Alaska memperhatikan bagaimana Hanna menuang dalam satu gelas berukuran sedang. Menggeleng ketika ibunya memberi kode menawarkan. "Dia gimana kondisinya?"
Hanna meneguk sebentar minumannya. "Pendarahannya parah sekali. Tulang kakinya ada yang retak. Nyaris saraf di tubuhnya nggak berfungsi. " Ia mengedik bahu. "Kalau operasi lancar, cuma keajaiban Tuhan dia masih bisa sembuh."
Tanpa sadar tangan Alaska mengepal. Meski di luar ia berusaha tenang karena yang sedang ia hadapi adalah ibunya sendiri—yang kebetulan adalah dokter yang baru saja menangani Jinan, tetap saja dia tidak bisa menahan emosi mendengar kalimat terakhir Hanna. "Terus, kapan dia bakal operasi, Ma?"

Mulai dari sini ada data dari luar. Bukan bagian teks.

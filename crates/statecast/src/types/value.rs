// SPDX-License-Identifier: Apache-2.0 OR MIT
// Copyright (c) 2025-2026 naskel.com

//! Property values.

use crate::error::{Error, Result};
use crate::types::{PrimitiveKind, Record, TimePoint, TypeDescriptor, TypeKind};
use std::cmp::Ordering;
use std::hash::{Hash, Hasher};

/// A value held in one property slot.
#[derive(Debug, Clone)]
pub enum Value {
    // Primitives
    Bool(bool),
    U8(u8),
    U16(u16),
    U32(u32),
    U64(u64),
    I8(i8),
    I16(i16),
    I32(i32),
    I64(i64),
    F32(f32),
    F64(f64),
    Char(char),
    String(String),
    Time(TimePoint),

    // Composites
    Enum(i64),
    Sequence(Vec<Value>),
    Struct(Box<dyn Record>),
}

impl Value {
    /// Default (zero) value for a type; used for unset slots.
    pub fn default_for(type_desc: &TypeDescriptor) -> Self {
        match &type_desc.kind {
            TypeKind::Primitive(p) => Self::default_primitive(*p),
            TypeKind::Enum(e) => Self::Enum(e.variants.first().map_or(0, |v| v.value)),
            TypeKind::Sequence(_) => Self::Sequence(Vec::new()),
            TypeKind::Struct(desc) => Self::Struct(Box::new(crate::types::DynamicRecord::new(desc))),
        }
    }

    // @audit-ok: Simple pattern matching - default value dispatch table
    fn default_primitive(kind: PrimitiveKind) -> Self {
        match kind {
            PrimitiveKind::Bool => Self::Bool(false),
            PrimitiveKind::U8 => Self::U8(0),
            PrimitiveKind::U16 => Self::U16(0),
            PrimitiveKind::U32 => Self::U32(0),
            PrimitiveKind::U64 => Self::U64(0),
            PrimitiveKind::I8 => Self::I8(0),
            PrimitiveKind::I16 => Self::I16(0),
            PrimitiveKind::I32 => Self::I32(0),
            PrimitiveKind::I64 => Self::I64(0),
            PrimitiveKind::F32 => Self::F32(0.0),
            PrimitiveKind::F64 => Self::F64(0.0),
            PrimitiveKind::Char => Self::Char('\0'),
            PrimitiveKind::String { .. } => Self::String(String::new()),
            PrimitiveKind::Time => Self::Time(TimePoint::EPOCH),
        }
    }

    /// Short kind name for diagnostics.
    pub fn kind_name(&self) -> &'static str {
        match self {
            Self::Bool(_) => "bool",
            Self::U8(_) => "u8",
            Self::U16(_) => "u16",
            Self::U32(_) => "u32",
            Self::U64(_) => "u64",
            Self::I8(_) => "i8",
            Self::I16(_) => "i16",
            Self::I32(_) => "i32",
            Self::I64(_) => "i64",
            Self::F32(_) => "f32",
            Self::F64(_) => "f64",
            Self::Char(_) => "char",
            Self::String(_) => "string",
            Self::Time(_) => "time",
            Self::Enum(_) => "enum",
            Self::Sequence(_) => "sequence",
            Self::Struct(_) => "struct",
        }
    }

    /// Check that this value can be stored in a slot of the given type.
    pub fn check_type(&self, property: &str, type_desc: &TypeDescriptor) -> Result<()> {
        let ok = match (&type_desc.kind, self) {
            (TypeKind::Primitive(p), v) => Self::matches_primitive(*p, v),
            (TypeKind::Enum(e), Self::Enum(value)) => e.variant_by_value(*value).is_some(),
            (TypeKind::Sequence(elem), Self::Sequence(items)) => items
                .iter()
                .all(|item| item.check_type(property, elem).is_ok()),
            (TypeKind::Struct(desc), Self::Struct(record)) => record.type_name() == desc.name(),
            _ => false,
        };

        if ok {
            Ok(())
        } else {
            Err(Error::ValueMismatch {
                property: property.to_string(),
                expected: type_desc.name.clone(),
                got: self.kind_name().to_string(),
            })
        }
    }

    fn matches_primitive(kind: PrimitiveKind, value: &Value) -> bool {
        match (kind, value) {
            (PrimitiveKind::String { max_length }, Self::String(s)) => {
                max_length.map_or(true, |max| s.chars().count() <= max)
            }
            (PrimitiveKind::Bool, Self::Bool(_))
            | (PrimitiveKind::U8, Self::U8(_))
            | (PrimitiveKind::U16, Self::U16(_))
            | (PrimitiveKind::U32, Self::U32(_))
            | (PrimitiveKind::U64, Self::U64(_))
            | (PrimitiveKind::I8, Self::I8(_))
            | (PrimitiveKind::I16, Self::I16(_))
            | (PrimitiveKind::I32, Self::I32(_))
            | (PrimitiveKind::I64, Self::I64(_))
            | (PrimitiveKind::F32, Self::F32(_))
            | (PrimitiveKind::F64, Self::F64(_))
            | (PrimitiveKind::Char, Self::Char(_))
            | (PrimitiveKind::Time, Self::Time(_)) => true,
            _ => false,
        }
    }

    fn rank(&self) -> u8 {
        match self {
            Self::Bool(_) => 0,
            Self::U8(_) => 1,
            Self::U16(_) => 2,
            Self::U32(_) => 3,
            Self::U64(_) => 4,
            Self::I8(_) => 5,
            Self::I16(_) => 6,
            Self::I32(_) => 7,
            Self::I64(_) => 8,
            Self::F32(_) => 9,
            Self::F64(_) => 10,
            Self::Char(_) => 11,
            Self::String(_) => 12,
            Self::Time(_) => 13,
            Self::Enum(_) => 14,
            Self::Sequence(_) => 15,
            Self::Struct(_) => 16,
        }
    }

    /// Total order over values. Floats use IEEE `totalOrder`, nested records
    /// compare property-wise in tag order (unset before set).
    pub fn total_cmp(&self, other: &Self) -> Ordering {
        match (self, other) {
            (Self::Bool(a), Self::Bool(b)) => a.cmp(b),
            (Self::U8(a), Self::U8(b)) => a.cmp(b),
            (Self::U16(a), Self::U16(b)) => a.cmp(b),
            (Self::U32(a), Self::U32(b)) => a.cmp(b),
            (Self::U64(a), Self::U64(b)) => a.cmp(b),
            (Self::I8(a), Self::I8(b)) => a.cmp(b),
            (Self::I16(a), Self::I16(b)) => a.cmp(b),
            (Self::I32(a), Self::I32(b)) => a.cmp(b),
            (Self::I64(a), Self::I64(b)) => a.cmp(b),
            (Self::F32(a), Self::F32(b)) => a.total_cmp(b),
            (Self::F64(a), Self::F64(b)) => a.total_cmp(b),
            (Self::Char(a), Self::Char(b)) => a.cmp(b),
            (Self::String(a), Self::String(b)) => a.cmp(b),
            (Self::Time(a), Self::Time(b)) => a.cmp(b),
            (Self::Enum(a), Self::Enum(b)) => a.cmp(b),
            (Self::Sequence(a), Self::Sequence(b)) => {
                for (x, y) in a.iter().zip(b.iter()) {
                    let ord = x.total_cmp(y);
                    if ord != Ordering::Equal {
                        return ord;
                    }
                }
                a.len().cmp(&b.len())
            }
            (Self::Struct(a), Self::Struct(b)) => a.compare(b.as_ref()),
            _ => self.rank().cmp(&other.rank()),
        }
    }

    /// Approximate heap bytes owned by this value.
    pub fn dynamic_memory_usage(&self) -> usize {
        match self {
            Self::String(s) => s.capacity(),
            Self::Sequence(items) => {
                items.capacity() * std::mem::size_of::<Value>()
                    + items.iter().map(Value::dynamic_memory_usage).sum::<usize>()
            }
            Self::Struct(record) => record.total_memory_usage(),
            _ => 0,
        }
    }

    /// Try to get as bool.
    pub fn as_bool(&self) -> Option<bool> {
        match self {
            Self::Bool(v) => Some(*v),
            _ => None,
        }
    }

    /// Try to get as u32.
    pub fn as_u32(&self) -> Option<u32> {
        match self {
            Self::U32(v) => Some(*v),
            _ => None,
        }
    }

    /// Try to get as i32.
    pub fn as_i32(&self) -> Option<i32> {
        match self {
            Self::I32(v) => Some(*v),
            _ => None,
        }
    }

    /// Try to get as f32.
    pub fn as_f32(&self) -> Option<f32> {
        match self {
            Self::F32(v) => Some(*v),
            _ => None,
        }
    }

    /// Try to get as f64.
    pub fn as_f64(&self) -> Option<f64> {
        match self {
            Self::F64(v) => Some(*v),
            _ => None,
        }
    }

    /// Try to get as string.
    pub fn as_str(&self) -> Option<&str> {
        match self {
            Self::String(v) => Some(v),
            _ => None,
        }
    }

    /// Try to get as nested record.
    pub fn as_record(&self) -> Option<&dyn Record> {
        match self {
            Self::Struct(r) => Some(r.as_ref()),
            _ => None,
        }
    }

    /// Try to get as mutable nested record.
    pub fn as_record_mut(&mut self) -> Option<&mut dyn Record> {
        match self {
            Self::Struct(r) => Some(r.as_mut()),
            _ => None,
        }
    }

    /// Try to get as sequence.
    pub fn as_sequence(&self) -> Option<&[Value]> {
        match self {
            Self::Sequence(v) => Some(v),
            _ => None,
        }
    }
}

impl PartialEq for Value {
    fn eq(&self, other: &Self) -> bool {
        self.total_cmp(other) == Ordering::Equal
    }
}

impl Eq for Value {}

impl PartialOrd for Value {
    fn partial_cmp(&self, other: &Self) -> Option<Ordering> {
        Some(self.cmp(other))
    }
}

impl Ord for Value {
    fn cmp(&self, other: &Self) -> Ordering {
        self.total_cmp(other)
    }
}

/// Consistent with `Eq`: floats hash by bit pattern, records by key.
impl Hash for Value {
    fn hash<H: Hasher>(&self, state: &mut H) {
        std::mem::discriminant(self).hash(state);
        match self {
            Value::Bool(v) => v.hash(state),
            Value::U8(v) => v.hash(state),
            Value::U16(v) => v.hash(state),
            Value::U32(v) => v.hash(state),
            Value::U64(v) => v.hash(state),
            Value::I8(v) => v.hash(state),
            Value::I16(v) => v.hash(state),
            Value::I32(v) => v.hash(state),
            Value::I64(v) => v.hash(state),
            Value::F32(v) => v.to_bits().hash(state),
            Value::F64(v) => v.to_bits().hash(state),
            Value::Char(v) => v.hash(state),
            Value::String(v) => v.hash(state),
            Value::Time(v) => v.hash(state),
            Value::Enum(v) => v.hash(state),
            Value::Sequence(items) => items.hash(state),
            Value::Struct(r) => r.key().hash(state),
        }
    }
}

/// Conversion from a [`Value`] reference into a Rust type.
pub trait FromValue: Sized {
    fn from_value(value: &Value) -> Option<Self>;
}

macro_rules! impl_value_conversions {
    ($($ty:ty => $variant:ident),* $(,)?) => {
        $(
            impl From<$ty> for Value {
                fn from(v: $ty) -> Self {
                    Self::$variant(v)
                }
            }

            impl FromValue for $ty {
                fn from_value(value: &Value) -> Option<Self> {
                    match value {
                        Value::$variant(v) => Some(v.clone()),
                        _ => None,
                    }
                }
            }
        )*
    };
}

impl_value_conversions!(
    bool => Bool,
    u8 => U8,
    u16 => U16,
    u32 => U32,
    u64 => U64,
    i8 => I8,
    i16 => I16,
    i32 => I32,
    i64 => I64,
    f32 => F32,
    f64 => F64,
    char => Char,
    String => String,
    TimePoint => Time,
);

impl From<&str> for Value {
    fn from(v: &str) -> Self {
        Self::String(v.to_string())
    }
}

impl<T: Into<Value>> From<Vec<T>> for Value {
    fn from(v: Vec<T>) -> Self {
        Self::Sequence(v.into_iter().map(Into::into).collect())
    }
}

impl From<crate::types::DynamicRecord> for Value {
    fn from(v: crate::types::DynamicRecord) -> Self {
        Self::Struct(Box::new(v))
    }
}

"Sebelum mama jawab, jawab dulu pertanyaan mama. Kenapa bisa kamu yang bawa dia ke sini?" Pertanyaan Hanna datang dengan tenang tapi tetap mendesak Alaska lewat tatapannya.
Alaska melipat bibir sejenak. "Itu nggak penting."
"Penting karena kamu terlibat, Alaska. Kamu yang membawa—padahal hal itu nggak boleh sama sekali. Hal pertama yang kamu harus lakukan adalah telepon ambulan dan memastikan nadi pasien. Hal fatal yang bisa terjadi adalah keparahan pasien kalau kamu membawa sembarangan seperti tadi. Kamu bahkan nggak tau kan kalau ada keretakan di mana?" tandas Hanna. "Dia korban penganiayaan. Kamu terlibat?"
Alaska menghela napas malas. "Nggak, aku cuma bantu dia."
"Kenapa momennya bisa pas?"
"Kebetulan aja kali. Kayak yang mama bilang tadi, keajaiban." Alaska menjawab asal.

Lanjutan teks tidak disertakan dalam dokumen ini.